Between January and March 1942, eight Jewish transports arrived at the camp; the Jews in question were mostly from the Lublin ghetto and from towns surrounding Lublin.
21,700 people were taken to Majdanek from April to June 1942, including 3,600 Polish political prisoners. The reason for their arrest was generally either support they had rendered to the partisans, or their failure to report partisan activity to the occupation authorities. Most of those deported to Majdanek during this time were Slovak and Czech Jews. In total, 18,100 Jews from Slovakia and the Protectorate of Bohemia and Moravia were sent to Majdanek during these three months.
Majdanek absorbed 22,600 new arrivals in the second half of 1942. Of these, 7,000 were Poles, most of them farmers from the Lublin area, who had been sent to the concentration camp in reprisal for attacks and acts of sabotage by the Resistance movement. Of the remaining arrivals, by far the most-15,000-were Jews, primarily Polish. According to eyewitnesses this figure was even higher, but many Jews were allegedly murdered immediately upon their arrival, without first being registered. Particularly large transports came from Warsaw. Further, 1,700 Jewesses from Bełżec arrived in Majdanek in October.
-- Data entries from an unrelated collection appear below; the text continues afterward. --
impl App {
    pub fn new(graph: Arc<LinkGraph>) -> Self {
        let limits = FilterLimits::for_mode(graph.mode);
        let params = limits.clamp(FilterParams::default());
        let top = graph.top_nodes(TOP_NODES);
        let stats = GraphStats::from_view(&graph.filter(&params));

        let mut app = Self {
            graph,
            limits,
            params,
            stats,
            top,
            search: None,
            logs: Vec::new(),
            scroll_logs: 0,
            input: String::new(),
            cursor_position: 0,
            history: Vec::new(),
            history_index: None,
            history_path: default_history_path(),
            temp_input: String::new(),
            exit_mode: ExitMode::None,
            awaiting_save_confirmation: false,
            should_quit: false,
        };

        app.log(
            LogLevel::Info,
            format!(
                "Loaded {} nodes and {} edges ({} mode)",
                app.graph.node_count(),
                app.graph.edge_count(),
                app.graph.mode.as_str()
            ),
        );
        app.log(LogLevel::Info, app.graph.mode.description());
        app.log(LogLevel::Info, "Type 'help' for available commands, 'exit' or 'quit' to exit.");
        app.refresh();
        app
    }

    /// Read and write command history at `path` instead of `~/.wikigraph_history`
    pub fn with_history_path(mut self, path: impl Into<PathBuf>) -> Self {
        self.history_path = path.into();
        self
    }

    pub fn params(&self) -> FilterParams {
        self.params
    }

    pub fn stats(&self) -> GraphStats {
        self.stats
    }

    pub fn search_result(&self) -> Option<&SearchOutcome> {
        self.search.as_ref()
    }

    pub fn logs(&self) -> &[(LogLevel, String)] {
        &self.logs
    }

    pub fn history(&self) -> &[String] {
        &self.history
    }

    pub fn should_quit(&self) -> bool {
        self.should_quit
    }

    pub fn log(&mut self, level: LogLevel, message: impl Into<String>) {
        self.logs.push((level, message.into()));
        if self.logs.len() > LOG_LIMIT {
            self.logs.drain(0..self.logs.len() - LOG_LIMIT);
        }
        // new output snaps back to the bottom
        self.scroll_logs = 0;
    }

    /// Recompute the filtered view after a parameter change
    fn refresh(&mut self) {
        let (stats, renderable) = {
            let view = self.graph.filter(&self.params);
            (GraphStats::from_view(&view), view.is_renderable())
        };
        self.stats = stats;
        if !renderable {
            self.log(
                LogLevel::Warn,
                "Not enough data to build the graph. Try relaxing the filters.",
            );
        }
    }

    fn set_params(&mut self, params: FilterParams) {
        if let Err(e) = self.limits.check(&params) {
            self.log(LogLevel::Error, e.to_string());
            return;
        }
        if params == self.params {
            return;
        }
        self.params = params;
        self.log(
            LogLevel::Info,
            format!(
                "Filter: min degree {}, max nodes {}",
                params.min_degree, params.max_nodes
            ),
        );
        self.refresh();
    }

    pub fn adjust_min_degree(&mut self, delta: isize) {
        let min_degree = self.params.min_degree.saturating_add_signed(delta);
        let params = self.limits.clamp(FilterParams {
            min_degree,
            ..self.params
        });
        self.set_params(params);
    }

    pub fn adjust_max_nodes(&mut self, delta: isize) {
        let max_nodes = self.params.max_nodes.saturating_add_signed(delta);
        let params = self.limits.clamp(FilterParams {
            max_nodes,
            ..self.params
        });
        self.set_params(params);
    }

    pub fn scroll_logs_up(&mut self) {
        self.scroll_logs = (self.scroll_logs + 10).min(self.logs.len());
    }

    pub fn scroll_logs_down(&mut self) {
        self.scroll_logs = self.scroll_logs.saturating_sub(10);
    }

    pub fn navigate_history_backward(&mut self) {
        if self.history.is_empty() {
            return;
        }

        if self.history_index.is_none() {
            self.temp_input = self.input.clone();
        }

        let idx = match self.history_index {
            None => self.history.len() - 1,
            Some(idx) => idx.saturating_sub(1),
        };
        self.history_index = Some(idx);
        self.input = self.history[idx].clone();
        self.cursor_position = self.input.chars().count();
    }

    pub fn navigate_history_forward(&mut self) {
        let Some(idx) = self.history_index else {
            return;
        };

        if idx + 1 >= self.history.len() {
            // past the newest entry, restore what was being typed
            self.input = std::mem::take(&mut self.temp_input);
            self.history_index = None;
        } else {
            self.history_index = Some(idx + 1);
            self.input = self.history[idx + 1].clone();
        }
        self.cursor_position = self.input.chars().count();
    }

    pub fn load_history(&mut self) {
        if let Ok(content) = fs::read_to_string(&self.history_path) {
            let mut lines: Vec<String> = content.lines().map(|s| s.to_string()).collect();
            if lines.len() > HISTORY_LIMIT {
                lines.drain(0..lines.len() - HISTORY_LIMIT);
            }
            self.history = lines;
        }
    }

    pub fn save_history(&self) -> Result<()> {
        fs::write(&self.history_path, self.history.join("\n"))?;
        Ok(())
    }

    fn save_history_logged(&mut self) {
        match self.save_history() {
            Ok(()) => {
                let message = format!("History saved to {}", self.history_path.display());
                self.log(LogLevel::Info, message);
            }
            Err(e) => self.log(LogLevel::Error, format!("Error saving history: {}", e)),
        }
    }

    pub fn request_exit(&mut self, mode: ExitMode) {
        self.exit_mode = mode;

        match mode {
            ExitMode::Normal => {
                if self.history.is_empty() {
                    self.should_quit = true;
                } else {
                    self.awaiting_save_confirmation = true;
                    self.log(LogLevel::Info, "Save command history? [y/N]:");
                }
            }
            ExitMode::ForceQuit => {
                self.should_quit = true;
            }
            ExitMode::WriteQuit => {
                if !self.history.is_empty() {
                    self.save_history_logged();
                }
                self.should_quit = true;
            }
            ExitMode::None => {}
        }
    }

    pub fn handle_save_confirmation(&mut self, response: &str) {
        self.awaiting_save_confirmation = false;

        let response = response.trim().to_lowercase();
        if response == "y" || response == "yes" {
            self.save_history_logged();
        } else {
            self.log(LogLevel::Info, "History not saved.");
        }
        self.should_quit = true;
    }

    pub fn handle_input(&mut self, input: String) {
        if input.trim().is_empty() {
            return;
        }

        if self.awaiting_save_confirmation {
            self.handle_save_confirmation(&input);
            return;
        }

        self.history.push(input.clone());
        if self.history.len() > HISTORY_LIMIT {
            self.history.remove(0);
        }
        self.history_index = None;
        self.temp_input.clear();

        self.log(LogLevel::Info, format!("> {}", input));

        let parts: Vec<&str> = input.split_whitespace().collect();
        match parts[0] {
            "exit" | "quit" => self.request_exit(ExitMode::Normal),
            ":q!" => self.request_exit(ExitMode::ForceQuit),
            ":wq!" | "ZZ" => self.request_exit(ExitMode::WriteQuit),
            "help" => self.show_help(),
            "clear" => {
                self.logs.clear();
                self.scroll_logs = 0;
            }
            "min" => match parts.get(1).map(|s| s.parse::<usize>()) {
                Some(Ok(min_degree)) => self.set_params(FilterParams {
                    min_degree,
                    ..self.params
                }),
                Some(Err(_)) => self.log(LogLevel::Error, format!("Not a number: {}", parts[1])),
                None => self.log(LogLevel::Error, "min requires a degree"),
            },
            "max" => match parts.get(1).map(|s| s.parse::<usize>()) {
                Some(Ok(max_nodes)) => self.set_params(FilterParams {
                    max_nodes,
                    ..self.params
                }),
                Some(Err(_)) => self.log(LogLevel::Error, format!("Not a number: {}", parts[1])),
                None => self.log(LogLevel::Error, "max requires a node count"),
            },
            "search" => {
                let term = parts[1..].join(" ");
                if term.is_empty() {
                    self.log(LogLevel::Error, "search requires a page name");
                } else {
                    self.search_page(&term);
                }
            }
            "render" => {
                let path = parts.get(1).copied().unwrap_or(DEFAULT_RENDER_PATH);
                self.render_to(Path::new(path));
            }
            "stats" => self.show_stats(),
            "top" => self.show_top(),
            other => {
                self.log(LogLevel::Error, format!("Unknown command: {}", other));
                self.log(LogLevel::Info, "Type 'help' for available commands");
            }
        }
    }

    fn show_help(&mut self) {
        for line in [
            "Available commands:",
            "  min <n>          - Show only pages with at least n connections",
            "  max <n>          - Show at most n pages",
            "  search <page>    - Show incoming and outgoing links of a page",
            "  render [path]    - Write the filtered graph (default graph.html)",
            "  stats            - Print graph statistics",
            "  top              - Print the most connected pages",
            "  clear            - Clear the log panel",
            "  help             - Show this help message",
            "  exit, quit       - Exit (:q! skips the save prompt, :wq! saves history)",
        ] {
            self.log(LogLevel::Info, line);
        }
    }

    fn search_page(&mut self, term: &str) {
        let outcome = self.graph.search(term);
        match &outcome {
            SearchOutcome::Found(adjacency) => {
                let message = format!(
                    "{}: {} incoming, {} outgoing",
                    adjacency.id, adjacency.incoming_total, adjacency.outgoing_total
                );
                self.log(LogLevel::Info, message);
            }
            SearchOutcome::NotFound { query } => {
                let message = format!("Page '{}' not found in the graph", query);
                self.log(LogLevel::Warn, message);
            }
        }
        self.search = Some(outcome);
    }

    fn render_to(&mut self, path: &Path) {
        let format = path
            .extension()
            .and_then(|e| e.to_str())
            .and_then(ReportFormat::from_extension)
            .unwrap_or(ReportFormat::Html);
        let result = {
            let view = self.graph.filter(&self.params);
            write_report(&view, format, path)
        };
        match result {
            Ok(()) => self.log(LogLevel::Info, format!("Graph written to {}", path.display())),
            Err(GraphError::InvalidFilter(message)) => self.log(LogLevel::Warn, message),
            Err(e) => self.log(LogLevel::Error, e.to_string()),
        }
    }

    fn show_stats(&mut self) {
        let stats = self.stats;
        self.log(LogLevel::Info, format!("Total nodes: {}", stats.total_nodes));
        self.log(LogLevel::Info, format!("Total edges: {}", stats.total_edges));
        self.log(LogLevel::Info, format!("Shown nodes: {}", stats.shown_nodes));
        self.log(LogLevel::Info, format!("Shown edges: {}", stats.shown_edges));
    }

    fn show_top(&mut self) {
        if self.top.is_empty() {
            self.log(LogLevel::Warn, "The graph is empty");
            return;
        }
        let lines: Vec<String> = self
            .top
            .iter()
            .enumerate()
            .map(|(idx, node)| format!("{:>2}. {} ({} connections)", idx + 1, node.id, node.degree))
            .collect();
        for line in lines {
            self.log(LogLevel::Info, line);
        }
    }

    fn byte_index(&self) -> usize {
        self.input
            .char_indices()
            .nth(self.cursor_position)
            .map(|(idx, _)| idx)
            .unwrap_or(self.input.len())
    }

    fn insert_char(&mut self, c: char) {
        let idx = self.byte_index();
        self.input.insert(idx, c);
        self.cursor_position += 1;
        self.history_index = None;
        self.temp_input.clear();
    }

    fn delete_char(&mut self) {
        if self.cursor_position == 0 {
            return;
        }
        self.cursor_position -= 1;
        let idx = self.byte_index();
        self.input.remove(idx);
        self.history_index = None;
        self.temp_input.clear();
    }
}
And finally, French, Belgian and Dutch Jews were also brought to Majdanek during this period.
In the first four months of 1943, 52,700 persons were deported to Majdanek; the number of Jews (5,600 inmates) was proportionately small this time. 5,000 of these Jews came from the collection camp Drancy in France. Among the remaining 600 Jews there were 104 women from Grodno and Bialystok who had been sent to Majdanek via Treblinka. But the vast majority of those who were brought to Majdanek during this time were members of Slavic peoples. In January, large-scale raids had been carried out in numerous Polish cities, and for some of those arrested the destination was Majdanek. Many inmates also arrived from the east: Russians, White Russians, Ukrainians, as well as Poles from the regions east of Lublin.
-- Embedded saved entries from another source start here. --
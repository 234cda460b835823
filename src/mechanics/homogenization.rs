//! Two-phase Mori–Tanaka homogenization of the representative volume element
//!
//! The RVE is modeled as cylindrical vascular pores (water) embedded in an
//! anisotropic bone-matrix host. The scheme is:
//!
//! 1. Hill interaction tensor `P` for a cylindrical inclusion aligned with
//!    the bone axis, by fixed-step numerical integration over the in-plane
//!    directions (Laws' formula). `P` depends only on the fixed matrix
//!    stiffness, so it is computed once at construction and cached.
//! 2. Dilute strain concentration of the pore phase,
//!    `A∞_vas = [I + P (c_vas − c_bm)]⁻¹`, then the volume-fraction
//!    normalized pair `(A_bm, A_vas)`.
//! 3. Macroscopic stiffness `C = f_bm c_bm A_bm + f_vas c_vas A_vas`.
//!
//! At 100 % bone volume fraction the scheme collapses exactly to the matrix
//! stiffness, at 0 % to the pore stiffness — both limits are tested.
//!
//! All stiffnesses are in GPa; the strain energy density is GPa-valued
//! (1 GPa ≙ 10⁹ J/m³).

use nalgebra::{Matrix3, Matrix6, Vector6};

use crate::error::{Error, Result};
use crate::mechanics::tensor;

/// Angular step for the Hill-tensor integration.
const HILL_INTEGRATION_STEP: f64 = 2.0 * std::f64::consts::PI / 50.0;

/// Two-phase (bone matrix + vascular pore) micromechanical homogenizer.
#[derive(Debug, Clone)]
pub struct Homogenizer {
    bone_matrix: Matrix6<f64>,
    pore: Matrix6<f64>,
    /// Hill tensor of the cylindrical pore inclusion in the matrix host.
    /// Depends only on the fixed matrix stiffness; cached at construction.
    hill: Matrix6<f64>,
}

impl Default for Homogenizer {
    fn default() -> Self {
        Self::new()
    }
}

impl Homogenizer {
    pub fn new() -> Self {
        let bone_matrix = tensor::bone_matrix_stiffness();
        let pore = tensor::pore_stiffness();
        let hill = hill_tensor_cylindrical(&bone_matrix, HILL_INTEGRATION_STEP);
        Self {
            bone_matrix,
            pore,
            hill,
        }
    }

    /// Cached Hill interaction tensor \[GPa⁻¹\].
    pub fn hill_tensor(&self) -> &Matrix6<f64> {
        &self.hill
    }

    /// Strain concentration tensors `(A_bm, A_vas)` for the given bone
    /// volume fraction (fraction of the RVE occupied by matrix, in [0, 1]).
    pub fn strain_concentration_tensors(
        &self,
        bone_volume_fraction: f64,
    ) -> Result<(Matrix6<f64>, Matrix6<f64>)> {
        let f_bm = bone_volume_fraction;
        let f_vas = 1.0 - bone_volume_fraction;

        let delta = self.pore - self.bone_matrix;
        let dilute_vas = (tensor::unit() + self.hill * delta).try_inverse().ok_or_else(|| {
            Error::NumericalDegeneracy(
                "dilute strain concentration tensor is singular".to_string(),
            )
        })?;

        // Volume average over both phases; the matrix phase concentrates
        // dilutely as the identity.
        let average = tensor::unit() * f_bm + dilute_vas * f_vas;
        let average_inv = average.try_inverse().ok_or_else(|| {
            Error::NumericalDegeneracy(format!(
                "phase-average concentration tensor is singular at bone volume fraction {bone_volume_fraction}"
            ))
        })?;

        Ok((average_inv, dilute_vas * average_inv))
    }

    /// Macroscopic stiffness tensor from the concentration tensors and the
    /// phase volume fractions \[GPa\].
    pub fn macroscopic_stiffness_tensor(
        &self,
        a_bm: &Matrix6<f64>,
        a_vas: &Matrix6<f64>,
        pore_fraction: f64,
        matrix_fraction: f64,
    ) -> Matrix6<f64> {
        self.bone_matrix * a_bm * matrix_fraction + self.pore * a_vas * pore_fraction
    }

    /// Homogenized stiffness at the given bone volume fraction \[GPa\].
    pub fn stiffness(&self, bone_volume_fraction: f64) -> Result<Matrix6<f64>> {
        let (a_bm, a_vas) = self.strain_concentration_tensors(bone_volume_fraction)?;
        Ok(self.macroscopic_stiffness_tensor(
            &a_bm,
            &a_vas,
            1.0 - bone_volume_fraction,
            bone_volume_fraction,
        ))
    }

    /// Axial (33) component of the homogenized stiffness \[GPa\].
    pub fn axial_stiffness(&self, bone_volume_fraction: f64) -> Result<f64> {
        Ok(self.stiffness(bone_volume_fraction)?[(2, 2)])
    }

    /// Strain energy density `½ εᵀCε` for the given macroscopic stress
    /// state and bone volume fraction \[GPa\]. Pure function.
    pub fn strain_energy_density(
        &self,
        stress: &Matrix3<f64>,
        bone_volume_fraction: f64,
    ) -> Result<f64> {
        let stiffness = self.stiffness(bone_volume_fraction)?;
        let compliance = stiffness.try_inverse().ok_or_else(|| {
            Error::NumericalDegeneracy(format!(
                "homogenized stiffness is singular at bone volume fraction {bone_volume_fraction}"
            ))
        })?;
        let sigma: Vector6<f64> = tensor::to_voigt(stress);
        let strain = compliance * sigma;
        Ok(0.5 * strain.dot(&(stiffness * strain)))
    }
}

/// Hill interaction tensor for a cylindrical inclusion whose axis is the
/// 3-direction of the host, by fixed-step integration over the in-plane
/// normal directions.
///
/// For each direction `n(φ) = (cos φ, sin φ, 0)` the integrand is the
/// symmetrized dyadic of the inverse acoustic tensor
/// `K_ik(n) = n_j C⁰_ijkl n_l`:
///
/// ```text
/// M_ijkl(n) = ¼ (K⁻¹_ik n_j n_l + K⁻¹_jk n_i n_l + K⁻¹_il n_j n_k + K⁻¹_jl n_i n_k)
/// ```
///
/// and `P = ⟨M⟩_φ`. The result is assembled in engineering Voigt notation
/// (compliance-type shear scaling).
fn hill_tensor_cylindrical(host_stiffness: &Matrix6<f64>, step: f64) -> Matrix6<f64> {
    let steps = (2.0 * std::f64::consts::PI / step).round() as usize;
    let mut p = [[[[0.0_f64; 3]; 3]; 3]; 3];

    for n_step in 0..steps {
        let phi = step * n_step as f64;
        let n = [phi.cos(), phi.sin(), 0.0];

        // Acoustic tensor of the host along n.
        let mut acoustic = Matrix3::zeros();
        for i in 0..3 {
            for k in 0..3 {
                let mut sum = 0.0;
                for j in 0..3 {
                    for l in 0..3 {
                        sum += n[j] * tensor::stiffness_component(host_stiffness, i, j, k, l) * n[l];
                    }
                }
                acoustic[(i, k)] = sum;
            }
        }
        // The bone-matrix acoustic tensor is positive definite for every
        // in-plane direction; the fixed constants guarantee invertibility.
        let acoustic_inv = acoustic
            .try_inverse()
            .expect("acoustic tensor of the bone matrix is positive definite");

        for i in 0..3 {
            for j in 0..3 {
                for k in 0..3 {
                    for l in 0..3 {
                        p[i][j][k][l] += 0.25
                            * (acoustic_inv[(i, k)] * n[j] * n[l]
                                + acoustic_inv[(j, k)] * n[i] * n[l]
                                + acoustic_inv[(i, l)] * n[j] * n[k]
                                + acoustic_inv[(j, l)] * n[i] * n[k])
                            / steps as f64;
                    }
                }
            }
        }
    }

    // Assemble the Voigt matrix. P is compliance-like: shear columns carry
    // the engineering factor 2 so that P·C products compose in Voigt space.
    let mut p_voigt = Matrix6::zeros();
    for (row, &(i, j)) in tensor::VOIGT_PAIRS.iter().enumerate() {
        for (col, &(k, l)) in tensor::VOIGT_PAIRS.iter().enumerate() {
            let shear_factor = if col >= 3 { 2.0 } else { 1.0 };
            p_voigt[(row, col)] = shear_factor * p[i][j][k][l];
        }
    }
    p_voigt
}

// =================================================================================================
// Tests
// =================================================================================================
Within these four months 62,300 prisoners arrived in Majdanek, among them 24,850 Jews. The latter were mostly from the Warsaw ghetto, where the SS had crushed the uprising of the Jewish resistance movement in April and May and leveled the ghetto. On May 13 the new arrivals included a convoy of 308 Jewish men who had been taken from Warsaw to Treblinka, and thence, after a selection, to Majdanek. Further, approximately 6,500 Jews from the Bialystok ghetto came to the Lublin camp.
Concurrently, Polish prisoners arrived in Majdanek almost on a daily basis. A total of 110 transports of Polish inmates have been documented for this period. In June and July the number of inmates in the camp reached its highest point. Finally, the trains from the east, crowded with White Russians, Russians and Ukrainians, also continued.
During these three months the Lublin camp took in 24,800 prisoners. This time, deportees from the east (i.e., again Ukrainians, White Russians and Russians) made up the largest group with 11,600. Poles from Lublin Castle, the city of Lublin and its environs, and from other cities were also admitted. Particular mention must be made of the "death transports", which arrived during this time. Immediately upon arrival, the victims were taken to the crematorium and shot. The Jews who were brought to Majdanek on November 3 from labor camps in the Lublin region and who were killed together with the Jewish inmates must also be counted among the victims of these death transports.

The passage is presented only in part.